■ Assignment ■
Your answer must match the data word for word.

■ The data ■
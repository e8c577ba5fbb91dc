//! Demo household used to populate an empty store.

use chrono::{Duration, NaiveDate};
use rust_decimal::Decimal;
use serde::Serialize;

use larder_core::domain::family::{Appetite, FamilyMemberDraft, LifeStage};
use larder_core::domain::ingredient::IngredientDraft;
use larder_core::domain::sale::SaleDraft;

use crate::repositories::{
    FamilyMemberRepository, IngredientRepository, RepositoryError, SaleRepository,
};

/// Three near-expiry ingredients, two active sales and a family of three, with dates
/// relative to the seeding day.
#[derive(Clone, Debug)]
pub struct DemoHousehold {
    pub ingredients: Vec<IngredientDraft>,
    pub sales: Vec<SaleDraft>,
    pub family_members: Vec<FamilyMemberDraft>,
}

#[derive(Clone, Copy, Debug, Default, PartialEq, Eq, Serialize)]
#[serde(rename_all = "camelCase")]
pub struct SeedSummary {
    pub ingredients: usize,
    pub sales: usize,
    pub family_members: usize,
}

fn ingredient(
    name: &str,
    quantity: f64,
    unit: &str,
    expiry_date: NaiveDate,
    category: &str,
) -> IngredientDraft {
    IngredientDraft {
        name: name.to_string(),
        quantity,
        unit: Some(unit.to_string()),
        expiry_date: Some(expiry_date),
        category: Some(category.to_string()),
        memo: None,
    }
}

fn sale(
    name: &str,
    price: i64,
    discount_rate: i64,
    window: (NaiveDate, NaiveDate),
    category: &str,
    store_name: Option<&str>,
) -> SaleDraft {
    SaleDraft {
        name: name.to_string(),
        price: Decimal::from(price),
        discount_rate: Some(Decimal::from(discount_rate)),
        start_date: Some(window.0),
        end_date: Some(window.1),
        category: Some(category.to_string()),
        memo: None,
        store_name: store_name.map(str::to_string),
        store_slug: None,
        store_url: None,
    }
}

fn member(name: &str, life_stage: LifeStage, appetite: Appetite) -> FamilyMemberDraft {
    FamilyMemberDraft { name: name.to_string(), life_stage, appetite, notes: None }
}

impl DemoHousehold {
    pub fn for_date(today: NaiveDate) -> Self {
        let in_days = |days: i64| today + Duration::days(days);

        Self {
            ingredients: vec![
                ingredient("鶏むね肉", 2.0, "枚", in_days(2), "肉"),
                ingredient("ブロッコリー", 1.0, "株", in_days(1), "野菜"),
                ingredient("牛乳", 500.0, "ml", in_days(4), "乳製品"),
            ],
            sales: vec![
                sale(
                    "国産豚こま切れ",
                    280,
                    20,
                    (today, in_days(3)),
                    "肉",
                    Some("グリーンマート桜台店"),
                ),
                sale("ほうれん草", 120, 10, (today, in_days(5)), "野菜", None),
            ],
            family_members: vec![
                member("はると", LifeStage::Elementary, Appetite::Normal),
                member("みさき", LifeStage::HighSchool, Appetite::Heavy),
                member("父", LifeStage::Forties, Appetite::Normal),
            ],
        }
    }

    pub async fn seed(
        &self,
        ingredients: &dyn IngredientRepository,
        sales: &dyn SaleRepository,
        family: &dyn FamilyMemberRepository,
    ) -> Result<SeedSummary, RepositoryError> {
        for draft in &self.ingredients {
            ingredients.create(draft.clone()).await?;
        }
        for draft in &self.sales {
            sales.create(draft.clone()).await?;
        }
        for draft in &self.family_members {
            family.create(draft.clone()).await?;
        }

        Ok(SeedSummary {
            ingredients: self.ingredients.len(),
            sales: self.sales.len(),
            family_members: self.family_members.len(),
        })
    }

    /// Seeds only when all three stores are empty; returns `None` otherwise.
    pub async fn seed_if_empty(
        &self,
        ingredients: &dyn IngredientRepository,
        sales: &dyn SaleRepository,
        family: &dyn FamilyMemberRepository,
    ) -> Result<Option<SeedSummary>, RepositoryError> {
        let populated = !ingredients.list().await?.is_empty()
            || !sales.list().await?.is_empty()
            || !family.list().await?.is_empty();
        if populated {
            return Ok(None);
        }

        self.seed(ingredients, sales, family).await.map(Some)
    }
}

■ Answer for this exercise ■
repository e8c577ba5fbb91dc
//! Demo household used to populate an empty store.

use chrono::{Duration, NaiveDate};
use rust_decimal::Decimal;
use serde::Serialize;

use larder_core::domain::family::{Appetite, FamilyMemberDraft, LifeStage};
use larder_core::domain::ingredient::IngredientDraft;
use larder_core::domain::sale::SaleDraft;

use crate::repositories::{
    FamilyMemberRepository, IngredientRepository, RepositoryError, SaleRepository,
};

/// Three near-expiry ingredients, two active sales and a family of three, with dates
/// relative to the seeding day.
#[derive(Clone, Debug)]
pub struct DemoHousehold {
    pub ingredients: Vec<IngredientDraft>,
    pub sales: Vec<SaleDraft>,
    pub family_members: Vec<FamilyMemberDraft>,
}

#[derive(Clone, Copy, Debug, Default, PartialEq, Eq, Serialize)]
#[serde(rename_all = "camelCase")]
pub struct SeedSummary {
    pub ingredients: usize,
    pub sales: usize,
    pub family_members: usize,
}

fn ingredient(
    name: &str,
    quantity: f64,
    unit: &str,
    expiry_date: NaiveDate,
    category: &str,
) -> IngredientDraft {
    IngredientDraft {
        name: name.to_string(),
        quantity,
        unit: Some(unit.to_string()),
        expiry_date: Some(expiry_date),
        category: Some(category.to_string()),
        memo: None,
    }
}

fn sale(
    name: &str,
    price: i64,
    discount_rate: i64,
    window: (NaiveDate, NaiveDate),
    category: &str,
    store_name: Option<&str>,
) -> SaleDraft {
    SaleDraft {
        name: name.to_string(),
        price: Decimal::from(price),
        discount_rate: Some(Decimal::from(discount_rate)),
        start_date: Some(window.0),
        end_date: Some(window.1),
        category: Some(category.to_string()),
        memo: None,
        store_name: store_name.map(str::to_string),
        store_slug: None,
        store_url: None,
    }
}

fn member(name: &str, life_stage: LifeStage, appetite: Appetite) -> FamilyMemberDraft {
    FamilyMemberDraft { name: name.to_string(), life_stage, appetite, notes: None }
}

impl DemoHousehold {
    pub fn for_date(today: NaiveDate) -> Self {
        let in_days = |days: i64| today + Duration::days(days);

        Self {
            ingredients: vec![
                ingredient("鶏むね肉", 2.0, "枚", in_days(2), "肉"),
                ingredient("ブロッコリー", 1.0, "株", in_days(1), "野菜"),
                ingredient("牛乳", 500.0, "ml", in_days(4), "乳製品"),
            ],
            sales: vec![
                sale(
                    "国産豚こま切れ",
                    280,
                    20,
                    (today, in_days(3)),
                    "肉",
                    Some("グリーンマート桜台店"),
                ),
                sale("ほうれん草", 120, 10, (today, in_days(5)), "野菜", None),
            ],
            family_members: vec![
                member("はると", LifeStage::Elementary, Appetite::Normal),
                member("みさき", LifeStage::HighSchool, Appetite::Heavy),
                member("父", LifeStage::Forties, Appetite::Normal),
            ],
        }
    }

    pub async fn seed(
        &self,
        ingredients: &dyn IngredientRepository,
        sales: &dyn SaleRepository,
        family: &dyn FamilyMemberRepository,
    ) -> Result<SeedSummary, RepositoryError> {
        for draft in &self.ingredients {
            ingredients.create(draft.clone()).await?;
        }
        for draft in &self.sales {
            sales.create(draft.clone()).await?;
        }
        for draft in &self.family_members {
            family.create(draft.clone()).await?;
        }

        Ok(SeedSummary {
            ingredients: self.ingredients.len(),
            sales: self.sales.len(),
            family_members: self.family_members.len(),
        })
    }

    /// Seeds only when all three stores are empty; returns `None` otherwise.
    pub async fn seed_if_empty(
        &self,
        ingredients: &dyn IngredientRepository,
        sales: &dyn SaleRepository,
        family: &dyn FamilyMemberRepository,
    ) -> Result<Option<SeedSummary>, RepositoryError> {
        let populated = !ingredients.list().await?.is_empty()
            || !sales.list().await?.is_empty()
            || !family.list().await?.is_empty();
        if populated {
            return Ok(None);
        }

        self.seed(ingredients, sales, family).await.map(Some)
    }
}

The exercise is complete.